Monday, April 11, 2011

Leafy Sea Dragon

The leafy sea dragon (Phycodurus eques) is a species of marine fish from the same family of sea horses.  They are good at camouflaging.  The are rated as ''Near Threatened'' by the IUCN.  It is also known as the Glauerts sea dragon.

Physical Features
The leafy sea dragon is not large, but it is larger compared to other sea horses, growing about 20 to 25 cm.  They get their name from the mythological creature, the dragon.  The leafy sea dragon has leaf like protrusions all over the body.  These protrusions are used to camouflage.
Leafy sea dragon camouflaging
Leafy sea dragons move with the help of a dorsal fin, which is close to the tail end and the pectoral fin which is located on the ridge of the neck.  The leaf like protrusions help to camouflage even while moving and therefore, they look like a piece of floating sea weed.  Leafy sea dragons can even color blend but it depends on diet, age, location and stress level.
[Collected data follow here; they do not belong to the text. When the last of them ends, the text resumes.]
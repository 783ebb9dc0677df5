//! Continuous microphone capture with batch decoding of fixed windows

use std::path::PathBuf;

use anyhow::{Context, Result};
use clap::Parser;
use tracing::{error, info, warn, Level};
use tracing_subscriber::EnvFilter;

use asr_relay::audio::{spawn_capture, CpalSource, UtteranceResult, WavSource};
use asr_relay::{load_working_set, CaptureContext, Config, UtteranceAssembler, WhisperDecoder};

/// Microphone batch decoder
#[derive(Parser)]
#[command(name = "mic-decode")]
#[command(about = "Capture audio and decode it in fixed-length windows", long_about = None)]
struct Cli {
    /// Audio input device name (uses default if not specified)
    device: Option<String>,

    /// Configuration file path
    #[arg(short, long)]
    config: Option<PathBuf>,

    /// Model file; repeat to load several, the first one is active
    #[arg(short, long)]
    model: Vec<PathBuf>,

    /// Read audio from a WAV file instead of a device
    #[arg(long)]
    wav: Option<PathBuf>,

    /// List available audio input devices and exit
    #[arg(long)]
    list_devices: bool,

    /// Verbosity level (-v, -vv, -vvv)
    #[arg(short, long, action = clap::ArgAction::Count)]
    verbose: u8,
}

fn main() -> Result<()> {
    let cli = Cli::parse();

    // Setup logging - quiet by default, use -v for more
    let log_level = match cli.verbose {
        0 => Level::ERROR,
        1 => Level::WARN,
        2 => Level::INFO,
        3 => Level::DEBUG,
        _ => Level::TRACE,
    };

    tracing_subscriber::fmt()
        .with_writer(std::io::stderr)
        .with_env_filter(EnvFilter::from_default_env().add_directive(log_level.into()))
        .init();

    if cli.list_devices {
        return list_devices();
    }

    let mut config = if let Some(ref config_path) = cli.config {
        Config::from_file(config_path)
            .with_context(|| format!("Failed to load config from {}", config_path.display()))?
    } else {
        Config::default()
    };

    // Apply CLI overrides
    if let Some(device) = cli.device {
        config.capture.device = Some(device);
    }
    if let Some(wav) = cli.wav {
        config.capture.wav_input = Some(wav);
    }
    if !cli.model.is_empty() {
        config.assembler.models = cli.model;
    }

    run(config)
}

fn run(config: Config) -> Result<()> {
    if config.assembler.models.is_empty() {
        anyhow::bail!("No model configured; pass --model or set assembler.models");
    }

    let mut decoder =
        WhisperDecoder::new(config.decoder.clone()).context("Failed to initialize decoder")?;
    load_working_set(&mut decoder, &config.assembler.models)
        .context("Failed to install working set")?;

    let context = CaptureContext::new(&config.capture);

    let ctx = context.clone();
    ctrlc::set_handler(move || {
        info!("Received shutdown signal");
        ctx.stop();
    })?;

    let capture = config.capture.clone();
    let device_name = capture.device.clone().unwrap_or_else(|| "default".to_string());
    let producer = match capture.wav_input.clone() {
        Some(path) => spawn_capture(context.clone(), move || {
            WavSource::open(&path, capture.sample_rate, true)
        })?,
        None => spawn_capture(context.clone(), move || {
            CpalSource::open(capture.device.as_deref(), capture.sample_rate)
        })?,
    };

    let mut assembler = UtteranceAssembler::new(
        decoder,
        context.clone(),
        config.assembler.window_secs,
        &device_name,
    );
    let result = assembler.run(print_result);

    context.stop();
    match producer.join() {
        Ok(Ok(segments)) => info!("Capture stopped after {} segments", segments),
        Ok(Err(e)) => warn!("Capture ended with error: {}", e),
        Err(_) => error!("Capture thread panicked"),
    }

    let summary = result.context("Decoding failed")?;
    info!(
        "Decoded {} utterances ({} recognized, {} segments lost)",
        summary.utterances, summary.recognized, summary.lost_segments
    );
    Ok(())
}

fn print_result(result: &UtteranceResult) {
    match result.hypothesis {
        Some(ref hyp) => println!("Utterance (score={}): {}", hyp.score, hyp.text),
        None => println!("Utterance not recognized."),
    }
}

fn list_devices() -> Result<()> {
    let devices = CpalSource::list_devices()?;

    if devices.is_empty() {
        println!("No audio input devices found");
    } else {
        println!("Available audio input devices:");
        for (i, name) in devices.iter().enumerate() {
            println!("  {}. {}", i + 1, name);
        }
    }

    Ok(())
}
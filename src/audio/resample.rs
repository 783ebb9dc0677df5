//! Streaming sample-rate conversion for devices that cannot capture at the
//! decoder's rate

use rubato::{FftFixedIn, Resampler};
use tracing::debug;

use crate::error::{AudioError, Result};

const CHUNK_FRAMES: usize = 1024;

/// Mono resampler that accepts arbitrary-sized chunks
pub struct StreamResampler {
    resampler: FftFixedIn<f32>,
    pending: Vec<f32>,
    source_rate: u64,
    target_rate: u64,
    consumed: u64,
    produced: u64,
}

impl StreamResampler {
    pub fn new(source_rate: u32, target_rate: u32) -> Result<Self> {
        debug!("Initializing resampler: {} Hz -> {} Hz", source_rate, target_rate);

        let resampler = FftFixedIn::<f32>::new(
            source_rate as usize,
            target_rate as usize,
            CHUNK_FRAMES,
            1,
            1,
        )
        .map_err(|e| AudioError::Resampling(e.to_string()))?;

        Ok(Self {
            resampler,
            pending: Vec::new(),
            source_rate: u64::from(source_rate),
            target_rate: u64::from(target_rate),
            consumed: 0,
            produced: 0,
        })
    }

    /// Resample what is available; leftover input waits for the next call
    pub fn process(&mut self, samples: &[f32]) -> Result<Vec<f32>> {
        self.pending.extend_from_slice(samples);

        let mut output = Vec::new();
        loop {
            let needed = self.resampler.input_frames_next();
            if self.pending.len() < needed {
                break;
            }
            let chunk: Vec<f32> = self.pending.drain(..needed).collect();

            let result = self
                .resampler
                .process(&[chunk], None)
                .map_err(|e| AudioError::Resampling(e.to_string()))?;

            self.consumed += needed as u64;
            if let Some(resampled) = result.into_iter().next() {
                self.produced += resampled.len() as u64;
                output.extend(resampled);
            }
        }

        Ok(output)
    }

    /// Resample whatever input is still pending, zero-padded to a full
    /// chunk. The output is cut so the total matches the input duration.
    pub fn flush(&mut self) -> Result<Vec<f32>> {
        if self.pending.is_empty() {
            return Ok(Vec::new());
        }

        let tail = std::mem::take(&mut self.pending);
        self.consumed += tail.len() as u64;

        let result = self
            .resampler
            .process_partial(Some(&[tail][..]), None)
            .map_err(|e| AudioError::Resampling(e.to_string()))?;
        let mut output = result.into_iter().next().unwrap_or_default();

        let expected = (self.consumed * self.target_rate).div_ceil(self.source_rate);
        let room = expected.saturating_sub(self.produced) as usize;
        output.truncate(room);
        self.produced += output.len() as u64;
        Ok(output)
    }
}

/// Convert a float sample in `[-1, 1]` to PCM16, saturating
pub fn to_pcm16(sample: f32) -> i16 {
    (sample * 32768.0).clamp(i16::MIN as f32, i16::MAX as f32) as i16
}

#[cfg(test)]
mod tests {
    use super::*;

    #[test]
    fn test_to_pcm16_saturates() {
        assert_eq!(to_pcm16(0.0), 0);
        assert_eq!(to_pcm16(1.5), i16::MAX);
        assert_eq!(to_pcm16(-1.0), i16::MIN);
        assert_eq!(to_pcm16(0.5), 16384);
    }

    #[test]
    fn test_downsample_ratio() {
        let mut resampler = StreamResampler::new(48000, 16000).unwrap();
        let input: Vec<f32> = (0..48000)
            .map(|i| (2.0 * std::f32::consts::PI * 440.0 * i as f32 / 48000.0).sin() * 0.3)
            .collect();

        let mut output = Vec::new();
        for chunk in input.chunks(4800) {
            output.extend(resampler.process(chunk).unwrap());
        }

        // Buffered input may hold back up to one chunk
        assert!(output.len() > 15000 && output.len() <= 16000, "got {}", output.len());
    }

    #[test]
    fn test_flush_keeps_tail() {
        let mut resampler = StreamResampler::new(48000, 16000).unwrap();
        let input = vec![0.25f32; 48000 + 700];

        let mut output = resampler.process(&input).unwrap();
        let before = output.len();
        output.extend(resampler.flush().unwrap());

        assert!(output.len() > before);
        assert_eq!(output.len(), (48000 + 700) / 3 + 1);
        assert!(resampler.flush().unwrap().is_empty());
    }
}
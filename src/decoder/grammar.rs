//! Startup loading of named models into a decoder's working set

use std::path::PathBuf;
use tracing::{info, warn};

use super::Decoder;
use crate::error::DecoderError;

/// Uniform weight given to every loaded grammar
pub const GRAMMAR_WEIGHT: f32 = 1.0;

/// Load every file in `paths` into the decoder's working set, select the
/// first one that loaded and install the set.
///
/// Files that fail to load are skipped. Entries are named by the path as
/// given, which is also what clients send to select them. Returns the
/// number of loaded entries.
pub fn load_working_set<D: Decoder>(
    decoder: &mut D,
    paths: &[PathBuf],
) -> Result<usize, DecoderError> {
    info!("Initializing grammars");

    let mut first = None;
    for path in paths {
        let name = path.to_string_lossy().into_owned();
        info!("Loading grammar '{}'", name);

        match decoder.read_model(path) {
            Ok(model) => {
                info!("Adding {} to working set", name);
                decoder.working_set_mut().add(model, &name, GRAMMAR_WEIGHT);
                first.get_or_insert(name);
            }
            Err(e) => warn!("Unable to load grammar '{}': {}", name, e),
        }
    }

    let first = first.ok_or(DecoderError::EmptyWorkingSet)?;
    decoder.working_set_mut().select(&first)?;
    decoder.update_working_set()?;

    info!("Active grammar: {}", first);
    Ok(decoder.working_set().len())
}
mod common;

use std::path::PathBuf;

use asr_relay::{load_working_set, Decoder, DecoderError};
use common::{Call, FakeDecoder};

fn paths(names: &[&str]) -> Vec<PathBuf> {
    names.iter().map(PathBuf::from).collect()
}

#[test]
fn test_first_loaded_grammar_is_active() {
    let mut decoder = FakeDecoder::new();
    let loaded = load_working_set(&mut decoder, &paths(&["g1.lm", "g2.lm", "g3.lm"])).unwrap();

    assert_eq!(loaded, 3);
    assert_eq!(decoder.working_set().active_name(), Some("g1.lm"));
    assert_eq!(decoder.calls(), vec![Call::Update("lm:g1.lm".to_string())]);
}

#[test]
fn test_failed_grammar_is_skipped() {
    let mut decoder = FakeDecoder::new();
    let loaded =
        load_working_set(&mut decoder, &paths(&["missing.lm", "g2.lm", "missing2.lm"])).unwrap();

    assert_eq!(loaded, 1);
    assert_eq!(decoder.working_set().active_name(), Some("g2.lm"));
    assert!(decoder.working_set().get("missing.lm").is_none());
}

#[test]
fn test_no_grammar_loaded_is_fatal() {
    let mut decoder = FakeDecoder::new();
    let err = load_working_set(&mut decoder, &paths(&["missing.lm"])).unwrap_err();
    assert!(matches!(err, DecoderError::EmptyWorkingSet));

    let err = load_working_set(&mut FakeDecoder::new(), &[]).unwrap_err();
    assert!(matches!(err, DecoderError::EmptyWorkingSet));
}

#[test]
fn test_duplicate_names_replace_entry() {
    let mut decoder = FakeDecoder::new();
    let loaded = load_working_set(&mut decoder, &paths(&["g1.lm", "g1.lm"])).unwrap();

    assert_eq!(loaded, 1);
    let names: Vec<&str> = decoder.working_set().names().collect();
    assert_eq!(names, vec!["g1.lm"]);
}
Leafy sea dragons mainly feed on plankton and different types of crustaceans with a long, pipe like snout.  Their diet even consists of shrimps and small fish.  They do not have any teeth which is very rare among all animals which eat small fish or shrimps.  This creature catches its prey with the help of camouflaging.

Leafy sea dragons have many threats.  These threats are humans or natural predators and even different natural calamities.  As leafy sea dragons are very slow swimmers, it is difficult for them to escape from predators.  They sometimes caught by fishermen.  Unlike sea horses, sea dragons cannot curl their tail around grasses and therefore are washed to sore by storms.  They are even affected by increasing pollution in water.

Distribution and Habitat
The leafy sea dragon is found only in the waters of Kangaroo Islands, Australia on the Southern shoreline of the Jurien Bay.  They were once thought to have a very limited range but scientists have found out that they may travel several hundred meters from their original habitat and then will return to the same spot.  Leafy sea dragons are commonly spotted by scuba divers in Adelaide.  They are found around clumps of sand, hiding behind rocks and sea weeds at a depth of 50 meters.